While you are destroying your mind watching the worthless, brain-rotting drivel on TV, we on the Internet are exchanging, freely and openly, the most uninhibited, intimate and, yes, shocking details about our config.sys settings. ~Dave Barry

Feb 13, 2011

Donovan at Church

So...today at church went like this...

Donovan: :::acts like a terror just like every week::: :::tries to bite my hand:::
Me: Don't you dare. I will bite you back, son.
Donovan: NOOOOOOOO Mommy! Don't bite me! Mooooommmmyyyyy......
Me: :::holds his mouth closed and runs outside::: (I didn't even do it!)
Guy Behind Me: :::wonders how I can abuse my child so badly but can't tell exactly what I did:::
Me: Donovan, you can't act like that. That was very bad.
Donovan: Ohhhhhh

I took him back inside. We sit down. He runs away.

I catch him.

Donovan: No...Mama!!! I have to poooooooop!!!!
Guy Behind Me: :::rolls his eyes::: (this poor guy always ends up next to us, and is always completely unimpressed with how cute my kids are and seems to think I should find a better place to put them during mass)
Me: Donovan, don't say poop at mass.
Donovan: :::whispering::: but I have to poop.

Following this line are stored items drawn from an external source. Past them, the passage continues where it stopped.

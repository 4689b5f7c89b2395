//! Page-based host memory allocation.
//!
//! The allocator is a binary buddy: the same scheme Linux runs for physical
//! pages, described in [Chapter 6  Physical Page Allocation].
//!
//! A [`Pmm`] manages one contiguous host region. For every order `k` in
//! `0..=MAX_ORDER` it keeps a free list of `2^k`-page blocks, the list nodes
//! written into the free blocks themselves, and a packed bitset with one bit
//! per order-`k` block, set iff that block is currently allocated *at* order
//! `k`. The bitsets and the control structure live at the high end of the
//! managed region, so the handle itself stays trivially movable.
//!
//! ## Allocation API
//!
//! | API | Description |
//! | --- | ----------- |
//! | [`alloc_pages`] | Allocate a power-of-two number of contiguous pages |
//! | [`alloc_pages_min`] | Allocate the largest power-of-two count in a range |
//! | [`free_pages`] | Free a run; its size is deduced from the bitsets |
//!
//! All addresses returned are host addresses aligned to the run size.
//!
//! [Chapter 6  Physical Page Allocation]: https://www.kernel.org/doc/gorman/html/understand/understand009.html
//! [`alloc_pages`]: Pmm::alloc_pages
//! [`alloc_pages_min`]: Pmm::alloc_pages_min
//! [`free_pages`]: Pmm::free_pages

use core::mem::size_of;

use log::debug;
use spin::Mutex;
use static_assertions as sa;

use crate::host::HostMem;
use crate::mm::{MemError, PAGE_SIZE, PAGE_SIZE_BITS};
use crate::util::align::{align_down, align_up, floor_log2, is_aligned};
use crate::util::bit::{clear_bit, set_bit, test_bit};
use crate::util::list::{self, List};

/// Largest allocation order: a single request can span `2^MAX_ORDER` pages.
pub const MAX_ORDER: usize = 8;

const ORDER_COUNT: usize = MAX_ORDER + 1;

/// Usable memory starts aligned to the largest block size, so every block's
/// host address is naturally aligned to its own size and buddy pairs differ
/// in exactly one address bit.
const BLOCK_ALIGN_ORDER: usize = PAGE_SIZE_BITS + MAX_ORDER;

// A free block must be able to hold its embedded list node.
sa::const_assert!(size_of::<List>() <= PAGE_SIZE);

#[repr(C)]
struct FreeArea {
    free_list: List,
    bitmap: *mut u8,
}

/// Control structure, placed inside the managed region right below its high
/// end. Keeping it (and with it the free-list ring heads) at a fixed address
/// lets the [`Pmm`] handle move freely.
#[repr(C)]
struct PmmCtl {
    free_areas: [FreeArea; ORDER_COUNT],
    /// Bytes currently free across all orders.
    free_size: usize,
    /// Usable range, page aligned, below the bitsets.
    start: usize,
    end: usize,
}

struct CtlRef(*mut PmmCtl);

// The control structure is only reached through the mutex.
unsafe impl Send for CtlRef {}

/// Buddy allocator over one contiguous host region.
pub struct Pmm {
    ctl: Mutex<CtlRef>,
    cap: usize,
    /// Present when the region was mapped by [`Pmm::create_from_os`].
    backing: Option<HostMem>,
}

impl Pmm {
    /// Create a buddy allocator over the caller-provided region
    /// `[ptr, ptr + len)`.
    ///
    /// Fails with [`MemError::OutOfMemory`] when the region cannot hold the
    /// control structure, the per-order bitsets and at least one usable block.
    ///
    /// # Safety
    ///
    /// The region must be readable and writable, must outlive the returned
    /// handle, and must not be accessed by anything else while the handle
    /// lives.
    pub unsafe fn new(ptr: *mut u8, len: usize) -> Result<Pmm, MemError> {
        let ctl = init_region(ptr as usize, len)?;
        let cap = (*ctl).end - (*ctl).start;
        Ok(Pmm {
            ctl: Mutex::new(CtlRef(ctl)),
            cap,
            backing: None,
        })
    }

    /// Create a buddy allocator over a fresh OS mapping of at least `len`
    /// bytes. The mapping is released when the handle drops.
    pub fn create_from_os(len: usize) -> Result<Pmm, MemError> {
        let backing = HostMem::map(len)?;
        let mut pmm = unsafe { Pmm::new(backing.addr() as *mut u8, backing.len())? };
        pmm.backing = Some(backing);
        Ok(pmm)
    }

    /// Allocate `npages` contiguous pages. `npages` must be a positive power
    /// of two; a count above `2^MAX_ORDER` or an exhausted region yields 0.
    ///
    /// The returned address is aligned to `npages * PAGE_SIZE`. The run stays
    /// a single unit: it must later be released with [`Pmm::free_pages`] as a
    /// whole.
    pub fn alloc_pages(&self, npages: usize) -> usize {
        assert!(npages.is_power_of_two(), "npages must be a power of two");
        let order = floor_log2(npages);
        if order > MAX_ORDER {
            return 0;
        }

        let mut ctl = self.ctl.lock();
        unsafe { alloc_order(&mut *ctl.0, order) }
    }

    /// Allocate the largest power-of-two page count that fits, between `min`
    /// and `*npages` (both rounded to powers of two). On success `*npages` is
    /// updated to the count actually reserved; on exhaustion returns 0 and
    /// leaves `*npages` untouched.
    pub fn alloc_pages_min(&self, npages: &mut usize, min: usize) -> usize {
        debug_assert!(*npages > 0 && min > 0 && min <= *npages);
        let min = min.next_power_of_two();
        if min > 1 << MAX_ORDER {
            return 0;
        }
        let mut n = (*npages).next_power_of_two().min(1 << MAX_ORDER);
        loop {
            let addr = self.alloc_pages(n);
            if addr != 0 {
                *npages = n;
                return addr;
            }
            if n <= min {
                return 0;
            }
            n >>= 1;
        }
    }

    /// Free the run starting at `addr`. The run's size is deduced from the
    /// order bitsets, so `addr` must be exactly a value previously returned by
    /// [`Pmm::alloc_pages`] (or [`Pmm::alloc_pages_min`]) and not yet freed.
    pub fn free_pages(&self, addr: usize) {
        if addr == 0 {
            debug_assert!(false);
            return;
        }

        let mut ctl = self.ctl.lock();
        unsafe { free_block(&mut *ctl.0, addr) }
    }

    /// Total bytes managed (allocated or free).
    #[inline]
    pub fn cap(&self) -> usize {
        self.cap
    }

    /// Bytes currently free, across all orders.
    pub fn avail_total(&self) -> usize {
        let ctl = self.ctl.lock();
        unsafe { (*ctl.0).free_size }
    }

    /// Size in bytes of the largest run a single allocation could currently
    /// obtain.
    pub fn avail_maxregion(&self) -> usize {
        let ctl = self.ctl.lock();
        unsafe {
            let ctl = &*ctl.0;
            for k in (0..ORDER_COUNT).rev() {
                if !list::is_empty(&ctl.free_areas[k].free_list) {
                    return PAGE_SIZE << k;
                }
            }
        }
        0
    }

    /// Log the per-order free-list population. Debugging aid.
    pub fn dump(&self) {
        let ctl = self.ctl.lock();
        unsafe {
            let ctl = &*ctl.0;
            debug!(
                "pmm: {:#x}..{:#x}, {} of {} bytes free",
                ctl.start,
                ctl.end,
                ctl.free_size,
                ctl.end - ctl.start
            );
            for (k, area) in ctl.free_areas.iter().enumerate() {
                let n = list::count(&area.free_list);
                if n != 0 {
                    debug!("  order {:>2}: {} free block(s)", k, n);
                }
            }
        }
    }
}

////////////////////// Inner Impl ///////////////////////////

/// Carve control structure, bitsets and the usable range out of the raw
/// region, then seed the free lists.
unsafe fn init_region(region: usize, len: usize) -> Result<*mut PmmCtl, MemError> {
    let base = align_up(region, BLOCK_ALIGN_ORDER);
    let region_end = region + len;
    let ctl_addr = align_down(
        region_end.saturating_sub(size_of::<PmmCtl>()),
        crate::util::align::get_order(core::mem::align_of::<PmmCtl>()),
    );
    if ctl_addr <= base {
        return Err(MemError::OutOfMemory);
    }

    // Size the per-order bitsets against an upper bound of the page count;
    // two spare bytes per order absorb the past-the-end buddy sentinel.
    let npages_max = (ctl_addr - base) >> PAGE_SIZE_BITS;
    let ctl = ctl_addr as *mut PmmCtl;
    let mut cursor = ctl_addr;
    for k in 0..ORDER_COUNT {
        let nbytes = ((npages_max >> k) + 7) / 8 + 2;
        cursor = match cursor.checked_sub(nbytes) {
            Some(c) if c > base => c,
            _ => return Err(MemError::OutOfMemory),
        };
        (*ctl).free_areas[k].bitmap = cursor as *mut u8;
        (*ctl).free_areas[k].free_list = List::new();
        list::init_empty(&mut (*ctl).free_areas[k].free_list);
    }
    (cursor as *mut u8).write_bytes(0, ctl_addr - cursor);

    let end = align_down(cursor, PAGE_SIZE_BITS);
    if end <= base {
        return Err(MemError::OutOfMemory);
    }
    (*ctl).free_size = 0;
    (*ctl).start = base;
    (*ctl).end = end;

    seed(&mut *ctl);
    Ok(ctl)
}

/// Seed the free lists: repeatedly take the largest power-of-two page count
/// that fits in the remaining usable span, capped at `2^MAX_ORDER`.
///
/// Below `MAX_ORDER`, seed orders strictly decrease, so a seeded block's
/// buddy is never a single same-order block: it is either carved into
/// smaller seeds or truncated by the region end. Its bit is set as a
/// sentinel so merging always stops at the seed boundary. (At `MAX_ORDER`
/// adjacent seeds *are* real buddy pairs, but merging never runs past the
/// top order, so no sentinel is needed.)
unsafe fn seed(ctl: &mut PmmCtl) {
    let mut cur = ctl.start;
    while cur < ctl.end {
        let remain_pages = (ctl.end - cur) >> PAGE_SIZE_BITS;
        let order = MAX_ORDER.min(floor_log2(remain_pages));
        let size = PAGE_SIZE << order;
        debug_assert!(is_aligned(cur - ctl.start, PAGE_SIZE_BITS + order));

        list::head_append(&mut ctl.free_areas[order].free_list, cur as *mut List);
        ctl.free_size += size;

        if order < MAX_ORDER {
            let buddy = buddy_of(ctl, cur, order);
            set_bit(ctl.free_areas[order].bitmap, block_index(ctl, buddy, order));
        }
        cur += size;
    }
}

#[inline(always)]
fn block_index(ctl: &PmmCtl, addr: usize, order: usize) -> usize {
    (addr - ctl.start) >> (PAGE_SIZE_BITS + order)
}

/// The same-order neighbor this block merges with: one address bit apart,
/// computed on offsets from the usable base.
#[inline(always)]
fn buddy_of(ctl: &PmmCtl, addr: usize, order: usize) -> usize {
    ctl.start + ((addr - ctl.start) ^ (PAGE_SIZE << order))
}

#[inline(always)]
unsafe fn test_block_bit(ctl: &PmmCtl, addr: usize, order: usize) -> bool {
    test_bit(ctl.free_areas[order].bitmap, block_index(ctl, addr, order))
}

#[inline(always)]
unsafe fn set_block_bit(ctl: &mut PmmCtl, addr: usize, order: usize) {
    set_bit(ctl.free_areas[order].bitmap, block_index(ctl, addr, order));
}

#[inline(always)]
unsafe fn clear_block_bit(ctl: &mut PmmCtl, addr: usize, order: usize) {
    clear_bit(ctl.free_areas[order].bitmap, block_index(ctl, addr, order));
}

/// Pop a block of `order`, splitting a larger block when the order's own free
/// list is empty. Splitting marks the kept (low) half allocated at every order
/// it passes through; the split-off high halves go back on their free lists
/// with clear bits. The net effect is the order-deduction invariant: walking
/// the bitsets upward from order 0, the first set bit for an allocated address
/// is at its allocation order.
unsafe fn alloc_order(ctl: &mut PmmCtl, order: usize) -> usize {
    for k in order..ORDER_COUNT {
        let node = list::pop_front(&mut ctl.free_areas[k].free_list);
        if node.is_null() {
            continue;
        }
        let block = node as usize;
        set_block_bit(ctl, block, k);

        let mut size = PAGE_SIZE << k;
        for j in (order..k).rev() {
            size >>= 1;
            let buddy = block + size;
            list::head_append(&mut ctl.free_areas[j].free_list, buddy as *mut List);
            set_block_bit(ctl, block, j);
        }

        ctl.free_size -= PAGE_SIZE << order;
        return block;
    }
    0
}

/// Free one run, deducing its order by probing the bitsets upward, then merge
/// with free buddies as far as possible.
unsafe fn free_block(ctl: &mut PmmCtl, addr: usize) {
    assert!(
        addr >= ctl.start && addr < ctl.end && is_aligned(addr, PAGE_SIZE_BITS),
        "free of foreign address {:#x}",
        addr
    );

    // An allocation at order k has its order-k bit set and, below k, only
    // bits belonging to other blocks; the first set bit found going up is
    // this run's allocation order.
    let mut order = 0usize;
    while order <= MAX_ORDER && !test_block_bit(ctl, addr, order) {
        order += 1;
    }
    assert!(order <= MAX_ORDER, "free of unallocated address {:#x}", addr);

    ctl.free_size += PAGE_SIZE << order;
    clear_block_bit(ctl, addr, order);

    let mut block = addr;
    while order < MAX_ORDER {
        let buddy = buddy_of(ctl, block, order);
        if test_block_bit(ctl, buddy, order) {
            // Buddy allocated (or the past-the-end sentinel).
            break;
        }
        list::delete(buddy as *mut List);
        block = block.min(buddy);
        order += 1;
        debug_assert!(test_block_bit(ctl, block, order));
        clear_block_bit(ctl, block, order);
    }
    list::head_append(&mut ctl.free_areas[order].free_list, block as *mut List);
}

Ten minutes later, Donovan is making all kinds of noise and pulling his sisters' hair.
I put my jacket on him backwards with his arms trapped in it, button it behind him and pull the hoodie over his face.

Guy Behind Me is wondering what in the world I am doing to this kid. Other guy behind me (who has a kid) is smirking. Everyone else just thinks I have a large, weird-shaped jacket.

Donovan: :::from behind the hood::: I don't want this onnnnn
Me: Will you be quiet?
Hood of my Jacket: seems to be nodding

So I take off the hood. After a few minutes, I let him out of the jacket. He quickly pulled a page out of a hymnal, yelled that he had to poop, and dropped the kneeler on Madilynn's foot before booking it to the back door.

And so it goes...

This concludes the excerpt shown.